All the sculptures stand in plain sight throughout the MSO version. At the points in the story when doors open, the relevant piece rotates and is bathed in theatrical light designed by Noele Stollmack, the Florentine Opera’s director of design and production.

In contrast to the dark opera, the MSO will open with Mozart’s bright Concerto No. 2 in E-flat major for Horn and Orchestra, K. 417. Matthew Annin, the MSO’s new horn principal, will be the featured soloist.

Research Source: The Grove Book of Operas, Oxford University Press, 2006 edition.

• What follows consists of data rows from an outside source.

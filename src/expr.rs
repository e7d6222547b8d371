//! Arithmetic macro expressions: `${threads * 2}`, `${pow(2, order) - 1}`.
//!
//! A deliberately small language — infix arithmetic over context keys and
//! literals with a whitelisted function set — parsed with a shunting-yard
//! pass instead of handing strings to an interpreter.

use crate::error::{Result, SweepError};
use crate::util::fmt_float;
use lazy_static::lazy_static;
use regex_lite::Regex;

lazy_static! {
    static ref RE_IDENT: Regex = Regex::new(r"^[a-zA-Z][a-zA-Z0-9_.]*$").unwrap();
}

/// A value flowing through the evaluator: numbers compute, strings
/// concatenate under `+` and pass through `str`.
#[derive(Debug, Clone, PartialEq)]
pub enum ExprValue {
    Num(f64),
    Str(String),
}

impl ExprValue {
    /// Promote a string that parses as a number, the way context values
    /// enter the evaluator.
    pub fn from_scalar(s: &str) -> ExprValue {
        match s.trim().parse::<f64>() {
            Ok(n) => ExprValue::Num(n),
            Err(_) => ExprValue::Str(s.to_string()),
        }
    }

    pub fn render(&self) -> String {
        match self {
            ExprValue::Num(n) => fmt_float(*n),
            ExprValue::Str(s) => s.clone(),
        }
    }

    fn as_num(&self) -> Result<f64> {
        match self {
            ExprValue::Num(n) => Ok(*n),
            ExprValue::Str(s) => s
                .trim()
                .parse()
                .map_err(|_| SweepError::spec(format!("'{}' is not numeric", s))),
        }
    }
}

/// True when the expression is a bare dotted key rather than arithmetic.
pub fn is_identifier(expr: &str) -> bool {
    RE_IDENT.is_match(expr)
}

#[derive(Debug, Clone, PartialEq)]
enum Token {
    Num(f64),
    Str(String),
    Ident(String),
    Func(String),
    Op(char),
    Neg,
    LParen,
    RParen,
    Comma,
}

const FUNCTIONS: &[&str] = &["str", "int", "float", "pow", "round"];

fn precedence(token: &Token) -> u8 {
    match token {
        Token::Op('^') => 4,
        Token::Op('*') | Token::Op('/') | Token::Op('%') => 3,
        Token::Op('+') | Token::Op('-') | Token::Neg => 2,
        _ => 0,
    }
}

fn right_assoc(token: &Token) -> bool {
    matches!(token, Token::Op('^') | Token::Neg)
}

fn tokenize(expr: &str) -> Result<Vec<Token>> {
    let mut tokens = Vec::new();
    let chars: Vec<char> = expr.chars().collect();
    let mut i = 0;
    while i < chars.len() {
        let c = chars[i];
        match c {
            ' ' | '\t' => i += 1,
            '0'..='9' | '.' => {
                let start = i;
                while i < chars.len() && (chars[i].is_ascii_digit() || chars[i] == '.') {
                    i += 1;
                }
                let text: String = chars[start..i].iter().collect();
                let num = text
                    .parse()
                    .map_err(|_| SweepError::spec(format!("Bad number '{}'", text)))?;
                tokens.push(Token::Num(num));
            }
            '\'' | '"' => {
                let quote = c;
                i += 1;
                let start = i;
                while i < chars.len() && chars[i] != quote {
                    i += 1;
                }
                if i == chars.len() {
                    return Err(SweepError::spec(format!("Unterminated string in '{}'", expr)));
                }
                tokens.push(Token::Str(chars[start..i].iter().collect()));
                i += 1;
            }
            'a'..='z' | 'A'..='Z' => {
                let start = i;
                while i < chars.len()
                    && (chars[i].is_ascii_alphanumeric() || chars[i] == '_' || chars[i] == '.')
                {
                    i += 1;
                }
                let name: String = chars[start..i].iter().collect();
                let mut j = i;
                while j < chars.len() && chars[j] == ' ' {
                    j += 1;
                }
                if j < chars.len() && chars[j] == '(' {
                    if !FUNCTIONS.contains(&name.as_str()) {
                        return Err(SweepError::spec(format!("Unknown function '{}'", name)));
                    }
                    tokens.push(Token::Func(name));
                } else {
                    tokens.push(Token::Ident(name));
                }
            }
            '(' => {
                tokens.push(Token::LParen);
                i += 1;
            }
            ')' => {
                tokens.push(Token::RParen);
                i += 1;
            }
            ',' => {
                tokens.push(Token::Comma);
                i += 1;
            }
            '+' | '*' | '/' | '%' | '^' => {
                tokens.push(Token::Op(c));
                i += 1;
            }
            '-' => {
                // Unary when nothing complete precedes it
                let unary = matches!(
                    tokens.last(),
                    None | Some(Token::Op(_))
                        | Some(Token::Neg)
                        | Some(Token::LParen)
                        | Some(Token::Comma)
                );
                tokens.push(if unary { Token::Neg } else { Token::Op('-') });
                i += 1;
            }
            other => {
                return Err(SweepError::spec(format!(
                    "Unexpected character '{}' in expression '{}'",
                    other, expr
                )));
            }
        }
    }
    Ok(tokens)
}

/// Infix to postfix.
fn to_rpn(tokens: Vec<Token>) -> Result<Vec<Token>> {
    let mut output = Vec::new();
    let mut stack: Vec<Token> = Vec::new();
    for token in tokens {
        match token {
            Token::Num(_) | Token::Str(_) | Token::Ident(_) => output.push(token),
            Token::Func(_) => stack.push(token),
            Token::Comma => {
                while let Some(top) = stack.last() {
                    if matches!(top, Token::LParen) {
                        break;
                    }
                    output.push(stack.pop().unwrap());
                }
                if stack.is_empty() {
                    return Err(SweepError::spec("Misplaced ',' in expression".to_string()));
                }
            }
            Token::Op(_) | Token::Neg => {
                while let Some(top) = stack.last() {
                    let is_op = matches!(top, Token::Op(_) | Token::Neg);
                    if !is_op {
                        break;
                    }
                    let pt = precedence(top);
                    let pc = precedence(&token);
                    if pt > pc || (pt == pc && !right_assoc(&token)) {
                        output.push(stack.pop().unwrap());
                    } else {
                        break;
                    }
                }
                stack.push(token);
            }
            Token::LParen => stack.push(token),
            Token::RParen => {
                loop {
                    match stack.pop() {
                        Some(Token::LParen) => break,
                        Some(other) => output.push(other),
                        None => {
                            return Err(SweepError::spec("Unbalanced ')' in expression".to_string()))
                        }
                    }
                }
                if matches!(stack.last(), Some(Token::Func(_))) {
                    output.push(stack.pop().unwrap());
                }
            }
        }
    }
    while let Some(top) = stack.pop() {
        if matches!(top, Token::LParen) {
            return Err(SweepError::spec("Unbalanced '(' in expression".to_string()));
        }
        output.push(top);
    }
    Ok(output)
}

fn apply_op(op: char, a: ExprValue, b: ExprValue) -> Result<ExprValue> {
    if op == '+' {
        if let (ExprValue::Str(_), _) | (_, ExprValue::Str(_)) = (&a, &b) {
            return Ok(ExprValue::Str(format!("{}{}", a.render(), b.render())));
        }
    }
    let (a, b) = (a.as_num()?, b.as_num()?);
    let v = match op {
        '+' => a + b,
        '-' => a - b,
        '*' => a * b,
        '/' => a / b,
        '%' => a % b,
        '^' => a.powf(b),
        _ => return Err(SweepError::spec(format!("Unknown operator '{}'", op))),
    };
    Ok(ExprValue::Num(v))
}

fn apply_func(name: &str, stack: &mut Vec<ExprValue>) -> Result<ExprValue> {
    let mut pop = || {
        stack
            .pop()
            .ok_or_else(|| SweepError::spec(format!("Missing argument to {}()", name)))
    };
    match name {
        "str" => Ok(ExprValue::Str(pop()?.render())),
        "int" => Ok(ExprValue::Num(pop()?.as_num()?.trunc())),
        "float" => Ok(ExprValue::Num(pop()?.as_num()?)),
        "round" => Ok(ExprValue::Num(pop()?.as_num()?.round())),
        "pow" => {
            let b = pop()?.as_num()?;
            let a = pop()?.as_num()?;
            Ok(ExprValue::Num(a.powf(b)))
        }
        other => Err(SweepError::spec(format!("Unknown function '{}'", other))),
    }
}

/// Evaluate an expression, resolving identifiers through `lookup`. An
/// identifier `lookup` cannot resolve fails the evaluation; the macro
/// engine then leaves the original `${...}` text in place.
pub fn eval(expr: &str, lookup: &dyn Fn(&str) -> Option<ExprValue>) -> Result<ExprValue> {
    let rpn = to_rpn(tokenize(expr)?)?;
    let mut stack: Vec<ExprValue> = Vec::new();
    for token in rpn {
        match token {
            Token::Num(n) => stack.push(ExprValue::Num(n)),
            Token::Str(s) => stack.push(ExprValue::Str(s)),
            Token::Ident(name) => {
                let value = lookup(&name)
                    .ok_or_else(|| SweepError::spec(format!("Unresolved variable '{}'", name)))?;
                stack.push(value);
            }
            Token::Neg => {
                let v = stack
                    .pop()
                    .ok_or_else(|| SweepError::spec("Missing operand".to_string()))?
                    .as_num()?;
                stack.push(ExprValue::Num(-v));
            }
            Token::Op(op) => {
                let b = stack
                    .pop()
                    .ok_or_else(|| SweepError::spec("Missing operand".to_string()))?;
                let a = stack
                    .pop()
                    .ok_or_else(|| SweepError::spec("Missing operand".to_string()))?;
                stack.push(apply_op(op, a, b)?);
            }
            Token::Func(name) => {
                let v = apply_func(&name, &mut stack)?;
                stack.push(v);
            }
            Token::LParen | Token::RParen | Token::Comma => {
                return Err(SweepError::spec(format!("Malformed expression '{}'", expr)))
            }
        }
    }
    if stack.len() != 1 {
        return Err(SweepError::spec(format!("Malformed expression '{}'", expr)));
    }
    Ok(stack.pop().unwrap())
}

#[cfg(test)]
mod tests {
    use super::*;
    use std::collections::HashMap;

    fn ctx(pairs: &[(&str, &str)]) -> HashMap<String, String> {
        pairs
            .iter()
            .map(|(k, v)| (k.to_string(), v.to_string()))
            .collect()
    }

    fn eval_with(expr: &str, vars: &HashMap<String, String>) -> Result<ExprValue> {
        eval(expr, &|name| {
            vars.get(name).map(|v| ExprValue::from_scalar(v))
        })
    }

    #[test]
    fn arithmetic() {
        let vars = ctx(&[("n", "4"), ("block", "1024")]);
        assert_eq!(eval_with("n * 2", &vars).unwrap(), ExprValue::Num(8.0));
        assert_eq!(
            eval_with("n * block + 1", &vars).unwrap(),
            ExprValue::Num(4097.0)
        );
        assert_eq!(eval_with("(n + 2) % 5", &vars).unwrap(), ExprValue::Num(1.0));
        assert_eq!(eval_with("2 ^ n", &vars).unwrap(), ExprValue::Num(16.0));
        assert_eq!(eval_with("-n + 6", &vars).unwrap(), ExprValue::Num(2.0));
    }

    #[test]
    fn functions() {
        let vars = ctx(&[("x", "2.7")]);
        assert_eq!(eval_with("round(x)", &vars).unwrap(), ExprValue::Num(3.0));
        assert_eq!(eval_with("int(x)", &vars).unwrap(), ExprValue::Num(2.0));
        assert_eq!(eval_with("pow(2, 10)", &vars).unwrap(), ExprValue::Num(1024.0));
        assert_eq!(
            eval_with("str(x) + 'b'", &vars).unwrap(),
            ExprValue::Str("2.7b".to_string())
        );
    }

    #[test]
    fn rejects_unknown_functions() {
        let vars = ctx(&[]);
        assert!(eval_with("exec('rm -rf /')", &vars).is_err());
        assert!(eval_with("__import__('os')", &vars).is_err());
    }

    #[test]
    fn unresolved_identifier_fails() {
        let vars = ctx(&[]);
        assert!(eval_with("missing + 1", &vars).is_err());
    }

    #[test]
    fn identifier_shape() {
        assert!(is_identifier("node.host"));
        assert!(is_identifier("curr.n"));
        assert!(!is_identifier("n * 2"));
        assert!(!is_identifier("1abc"));
    }
}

Tickets and Concert Information: Concerts begin at 8 p.m. Friday and Saturday and 2:30 p.m. Sunday, March 15-17, at Marcus Center Uihlein Hall. For tickets, visit the MSO website, call the MSO ticket line, 414 291-7605, or call the Marcus box office, 414 273-7206.

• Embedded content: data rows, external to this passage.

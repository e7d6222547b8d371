// Unless explicitly stated otherwise all files in this repository are licensed
// under the MIT/Apache-2.0 License, at your convenience

//! Stream construction: fork the test context for one `streams:` entry,
//! resolve its node/app/env references, synthesize temporary file paths,
//! render the macros and wire the full pipe tree (access chain → shell
//! wrapper → app + streamlets, parsers listening).

use crate::context::Context;
use crate::error::{Result, SweepError};
use crate::metrics::Metrics;
use crate::parser::parser_factory;
use crate::pipe::{
    pipe_factory, AppPipe, FileDelPipe, FileGenPipe, PipeKind, PipeListener, PipeNode, ShellWrap,
};
use crate::util::{mget, mget_str, random_suffix, sanitize_fname, time2sec, truthy};
use crate::RuntimeEnv;
use serde_yaml::{Mapping, Value};
use std::io::Write;
use std::path::PathBuf;
use std::sync::Arc;
use tracing::{debug, info};

/// One runnable unit of an iteration.
pub struct Stream {
    pub name: String,
    pub delay: f64,
    pub timeout: Option<f64>,
    pub idle: Option<f64>,
    pub active: bool,
    pub iteration: usize,
    pub context: Context,
    pub pipe: Option<PipeNode>,
}

/// Fork and prepare the context a stream renders its macros in.
pub fn stream_context(context: &Context, specs: &Mapping, iteration: usize) -> Result<Context> {
    let mut context = context.fork();

    // One-based, so ${iteration} reads naturally in file names and args
    context.set("iteration", Value::from(iteration as u64 + 1));

    let node_name = mget_str(specs, "node")
        .ok_or_else(|| SweepError::spec("Stream is missing a 'node'"))?;
    let node = context
        .mapping(&format!("node.{}", node_name))
        .ok_or_else(|| {
            SweepError::spec(format!("Node '{}' was not defined in the specs", node_name))
        })?
        .clone();

    let app_name = mget_str(specs, "app")
        .ok_or_else(|| SweepError::spec("Stream is missing an 'app'"))?;
    let app = context
        .mapping(&format!("app.{}", app_name))
        .ok_or_else(|| {
            SweepError::spec(format!("App '{}' was not defined in the specs", app_name))
        })?
        .clone();

    let env = match mget_str(&app, "env") {
        Some(env_name) => Some(
            context
                .mapping(&format!("env.{}", env_name))
                .ok_or_else(|| {
                    SweepError::spec(format!("env '{}' was not defined in the specs", env_name))
                })?
                .clone(),
        ),
        None => None,
    };

    context.set("stream", Value::Mapping(specs.clone()));
    context.set("node", Value::Mapping(node.clone()));
    context.set("app", Value::Mapping(app.clone()));
    if let Some(env) = env {
        context.set("env", Value::Mapping(env.clone()));
        context.update(&env);
    }

    // Custom variable definitions, least specific first
    for source in [&node, &app, specs] {
        if let Some(defines) = mget(source, "define").and_then(Value::as_mapping) {
            context.update_defines(defines);
        }
    }

    // Files without an explicit path become temporaries
    if let Some(files) = context.sequence("app.files").cloned() {
        let mut updated = Vec::with_capacity(files.len());
        for file in files {
            let mut file_map = file
                .as_mapping()
                .ok_or_else(|| SweepError::spec("app 'files' entries must be mappings"))?
                .clone();
            let name = mget_str(&file_map, "name")
                .ok_or_else(|| SweepError::spec("file entry is missing a 'name'"))?
                .to_string();
            let temp = mget(&file_map, "path").is_none();
            if temp {
                let suffix = mget_str(&file_map, "suffix").unwrap_or(".tmp");
                let path = format!("/tmp/benchsweep.{}-{}{}", name, random_suffix(), suffix);
                file_map.insert(Value::from("path"), Value::from(path));
            }
            file_map.insert(Value::from("temp"), Value::from(temp));
            updated.push(Value::Mapping(file_map));
        }
        context.set("app.files", Value::Sequence(updated));
    }

    Ok(context.render())
}

impl Stream {
    /// Build a fully wired stream for one iteration. Inactive streams come
    /// back without a pipe and are skipped by the driver.
    pub fn configure(
        context: &Context,
        specs: &Mapping,
        metrics: &Arc<Metrics>,
        runtime: &RuntimeEnv,
        iteration: usize,
    ) -> Result<Stream> {
        let name = match mget_str(specs, "name") {
            Some(name) => name.to_string(),
            None => format!("stream_{}", runtime.next_stream_id()),
        };

        let delay = match mget(specs, "delay") {
            Some(v) => time2sec(v)?,
            None => 0.0,
        };
        let timeout = mget(specs, "timeout").map(time2sec).transpose()?;
        let idle = mget(specs, "idle").map(time2sec).transpose()?;

        let context = stream_context(context, specs, iteration)?;

        let active = context
            .get("stream.active")
            .map(truthy)
            .unwrap_or(true);
        let mut stream = Stream {
            name,
            delay,
            timeout,
            idle,
            active,
            iteration,
            context,
            pipe: None,
        };
        if !stream.active {
            debug!(stream = %stream.name, "Stream is inactive, skipping");
            return Ok(stream);
        }

        stream.build_pipes(specs, metrics)?;
        Ok(stream)
    }

    fn build_pipes(&mut self, specs: &Mapping, metrics: &Arc<Metrics>) -> Result<()> {
        let ctx = &self.context;

        let app_config = ctx
            .mapping("app")
            .ok_or_else(|| SweepError::spec("Stream context lost its 'app'"))?
            .clone();
        let mut app_pipe = PipeNode::new(PipeKind::App(AppPipe::configure(&app_config, ctx)?));

        if let Some(log) = self.open_log_pipe()? {
            app_pipe.listen(Box::new(log));
        }

        // App parsers
        let parser_names = parser_names(ctx, "app")?;
        if parser_names.is_empty() {
            return Err(SweepError::spec(format!(
                "It's required to define at least one parser on app '{}'",
                ctx.get_string("app.name").unwrap_or_default()
            )));
        }
        for parser_name in &parser_names {
            let parser = self.build_parser(ctx, parser_name, metrics)?;
            debug!(stream = %self.name, "Adding parser {} to app listeners", parser_name);
            app_pipe.listen(Box::new(parser));
        }

        let mut wrap = PipeNode::new(PipeKind::ShellWrap(ShellWrap::default()));
        wrap.plug(app_pipe);

        // Generated files run as pre-hooks, temporaries are deleted after
        if let Some(files) = ctx.sequence("app.files") {
            for file in files {
                let file_map = file
                    .as_mapping()
                    .ok_or_else(|| SweepError::spec("app 'files' entries must be mappings"))?;
                let gen = FileGenPipe::configure(file_map)?;
                let temp = mget(file_map, "temp").map(truthy).unwrap_or(false);
                let path = gen.path.clone();
                wrap.plug_pre(PipeNode::new(PipeKind::FileGen(gen)));
                if temp {
                    wrap.plug_post(PipeNode::new(PipeKind::FileDel(FileDelPipe::from_path(
                        path,
                    ))));
                }
            }
        }

        // Streamlets run as sibling fragments of the application
        if let Some(streamlets) = mget(specs, "streamlets").and_then(Value::as_sequence) {
            for entry in streamlets {
                self.plug_streamlet(entry, &mut wrap, metrics)?;
            }
        }

        // Access chain; later entries wrap earlier ones
        let node = ctx
            .mapping("node")
            .ok_or_else(|| SweepError::spec("Stream context lost its 'node'"))?;
        let access_list = mget(node, "access")
            .and_then(Value::as_sequence)
            .ok_or_else(|| {
                SweepError::spec("Required at least one access component on node specs")
            })?;
        let mut pipe = wrap;
        for access in access_list {
            let access_map = access
                .as_mapping()
                .ok_or_else(|| SweepError::spec("node 'access' entries must be mappings"))?;
            let mut merged = node.clone();
            for (k, v) in access_map {
                merged.insert(k.clone(), v.clone());
            }
            let mut access_pipe = pipe_factory(&merged, ctx)?;
            access_pipe.plug(pipe);
            pipe = access_pipe;
        }

        self.pipe = Some(pipe);
        Ok(())
    }

    fn plug_streamlet(
        &self,
        entry: &Value,
        wrap: &mut PipeNode,
        metrics: &Arc<Metrics>,
    ) -> Result<()> {
        // A bare string is shorthand for {streamlet: <name>}
        let entry_map: Mapping = match entry {
            Value::String(name) => {
                let mut map = Mapping::new();
                map.insert(Value::from("streamlet"), Value::from(name.as_str()));
                map
            }
            Value::Mapping(map) => map.clone(),
            _ => {
                return Err(SweepError::spec(format!(
                    "Missing 'streamlet' keyword in specs of stream '{}'",
                    self.name
                )))
            }
        };
        let streamlet_name = mget_str(&entry_map, "streamlet")
            .ok_or_else(|| {
                SweepError::spec(format!(
                    "Missing 'streamlet' keyword in specs of stream '{}'",
                    self.name
                ))
            })?
            .to_string();

        let definition = self
            .context
            .mapping(&format!("streamlet.{}", streamlet_name))
            .ok_or_else(|| {
                SweepError::spec(format!(
                    "Streamlet '{}' was not defined in specs",
                    streamlet_name
                ))
            })?;

        // Merge the definition with the per-stream overrides and re-render
        // in a forked context, so ${streamlet.*} reaches the merged view
        let mut merged = definition.clone();
        for (k, v) in &entry_map {
            merged.insert(k.clone(), v.clone());
        }
        if mget(&merged, "class").is_none() {
            merged.insert(Value::from("class"), Value::from("script"));
        }
        let mut streamlet_ctx = self.context.fork();
        streamlet_ctx.set("streamlet", Value::Mapping(merged));
        let streamlet_ctx = streamlet_ctx.render();
        let config = streamlet_ctx
            .mapping("streamlet")
            .ok_or_else(|| SweepError::spec("Streamlet context lost its definition"))?
            .clone();

        let mut pipe = pipe_factory(&config, &streamlet_ctx)?;
        debug!(stream = %self.name, "Adding streamlet {}", streamlet_name);

        for parser_name in parser_names(&streamlet_ctx, "streamlet")? {
            let mut parser = self.build_parser(&streamlet_ctx, &parser_name, metrics)?;
            // Streamlet-level alias/filter stack on top of the stream's
            if let Some(alias) = streamlet_ctx.mapping("streamlet.alias") {
                parser.set_alias(alias);
            }
            if let Some(filter) = streamlet_ctx.get("streamlet.filter") {
                parser.set_filter(filter);
            }
            debug!(stream = %self.name, "Adding parser {} to streamlet listeners", parser_name);
            pipe.listen(Box::new(parser));
        }

        wrap.plug(pipe);
        Ok(())
    }

    fn build_parser(
        &self,
        ctx: &Context,
        parser_name: &str,
        metrics: &Arc<Metrics>,
    ) -> Result<crate::parser::Parser> {
        let config = ctx
            .mapping(&format!("parser.{}", parser_name))
            .ok_or_else(|| {
                SweepError::spec(format!(
                    "Parser '{}' was not defined in the specs",
                    parser_name
                ))
            })?;
        let mut parser = parser_factory(config, metrics.clone())?;
        if let Some(alias) = ctx.mapping("stream.alias") {
            debug!(stream = %self.name, "Adding alias mapping to {}", parser_name);
            parser.set_alias(alias);
        }
        if let Some(filter) = ctx.get("stream.filter") {
            debug!(stream = %self.name, "Adding metrics filter to {}", parser_name);
            parser.set_filter(filter);
        }
        Ok(parser)
    }

    /// Capture the stream's demuxed stdout to a log file when
    /// `report.keep_output` asks for it.
    fn open_log_pipe(&self) -> Result<Option<LogPipe>> {
        let keep = match self.context.get_string("report.keep_output") {
            Some(keep) if !keep.is_empty() => keep,
            _ => return Ok(None),
        };

        let testval = self
            .context
            .curr_values()
            .iter()
            .map(|(k, v)| format!("{}-{}", k, sanitize_fname(v)))
            .collect::<Vec<_>>()
            .join("+");
        let filename = format!("out-{}-{}-{}.log", self.name, testval, self.iteration + 1);

        let mut basedir = PathBuf::from(keep);
        basedir.push(format!(
            "{}-{}",
            self.context.get_string("report.name").unwrap_or_else(|| "test".to_string()),
            self.context.get_string("report.timestamp").unwrap_or_default()
        ));
        std::fs::create_dir_all(&basedir)
            .map_err(|e| SweepError::spec(format!("Cannot create {}: {}", basedir.display(), e)))?;

        let path = basedir.join(filename);
        info!(stream = %self.name, "Logging stdout to {}", path.display());
        let file = std::fs::File::create(&path)
            .map_err(|e| SweepError::spec(format!("Cannot create {}: {}", path.display(), e)))?;
        Ok(Some(LogPipe { file }))
    }
}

0 thoughts on “Milwaukee Symphony: Bartok’s “Bluebeard” revisited”

  1. Anonymous says:

    As a side note, I just played through the Mozart with Rob and Ilana. Both they and that delightful piece are ALSO reasons why this concert should not be missed!

  2. Anonymous says:

    Thanks for the beautiful photos with the piece. Your work with Third Coast is wonderful. Thankfully the arts are getting their voice through this wonderful outlet!

  3. Anonymous says:

    Thanks, Sharon and Stephanie, for reading and for commenting. Every comment raises our profile in search engines and thus helps us build audience. We appreciate it. — Tom

  4. Anonymous says:

    Wow! You really put this weekend’s concerts in perspective. I was trying to figure out how the Chihuly and the music worked together, and as usual, you made it make sense. I really miss you from JS, but am adapting.

  5. Anonymous says:

    the opera was a wonderful experience, with a really good intro (an hour before the concert) to unfamiliar music, but it left me wondering about how such an elaborate — and expensive — scenario could have come into being. your piece really helps, and makes me value the experience even more. who says mke can’t be in the forefront of the arts!